Work to be completed: Search the data below for "bool"; list each line that holds it.

(Records for the exercise Opens)

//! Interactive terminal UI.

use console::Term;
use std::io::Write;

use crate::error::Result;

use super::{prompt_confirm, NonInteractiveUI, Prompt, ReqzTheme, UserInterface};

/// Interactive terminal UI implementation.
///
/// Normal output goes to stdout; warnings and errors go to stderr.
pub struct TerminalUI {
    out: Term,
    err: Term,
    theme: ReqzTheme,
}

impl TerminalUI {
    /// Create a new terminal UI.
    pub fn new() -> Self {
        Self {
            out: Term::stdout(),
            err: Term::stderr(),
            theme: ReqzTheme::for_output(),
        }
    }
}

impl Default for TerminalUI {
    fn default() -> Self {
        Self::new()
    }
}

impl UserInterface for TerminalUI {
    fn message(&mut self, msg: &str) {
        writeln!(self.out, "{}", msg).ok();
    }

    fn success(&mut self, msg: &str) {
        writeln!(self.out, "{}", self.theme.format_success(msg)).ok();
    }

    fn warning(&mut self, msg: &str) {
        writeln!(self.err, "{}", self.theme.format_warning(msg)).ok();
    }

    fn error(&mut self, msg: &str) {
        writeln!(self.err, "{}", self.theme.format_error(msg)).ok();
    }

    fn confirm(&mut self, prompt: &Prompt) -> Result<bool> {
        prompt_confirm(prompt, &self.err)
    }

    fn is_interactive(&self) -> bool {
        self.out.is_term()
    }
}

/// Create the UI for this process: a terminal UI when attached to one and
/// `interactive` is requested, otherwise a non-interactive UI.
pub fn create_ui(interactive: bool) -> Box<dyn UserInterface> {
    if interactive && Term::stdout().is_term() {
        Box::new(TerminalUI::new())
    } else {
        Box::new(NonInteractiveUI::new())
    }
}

(Records for the exercise Closes)

Solution to the problem:
    fn confirm(&mut self, prompt: &Prompt) -> Result<bool> {
    fn is_interactive(&self) -> bool {
pub fn create_ui(interactive: bool) -> Box<dyn UserInterface> {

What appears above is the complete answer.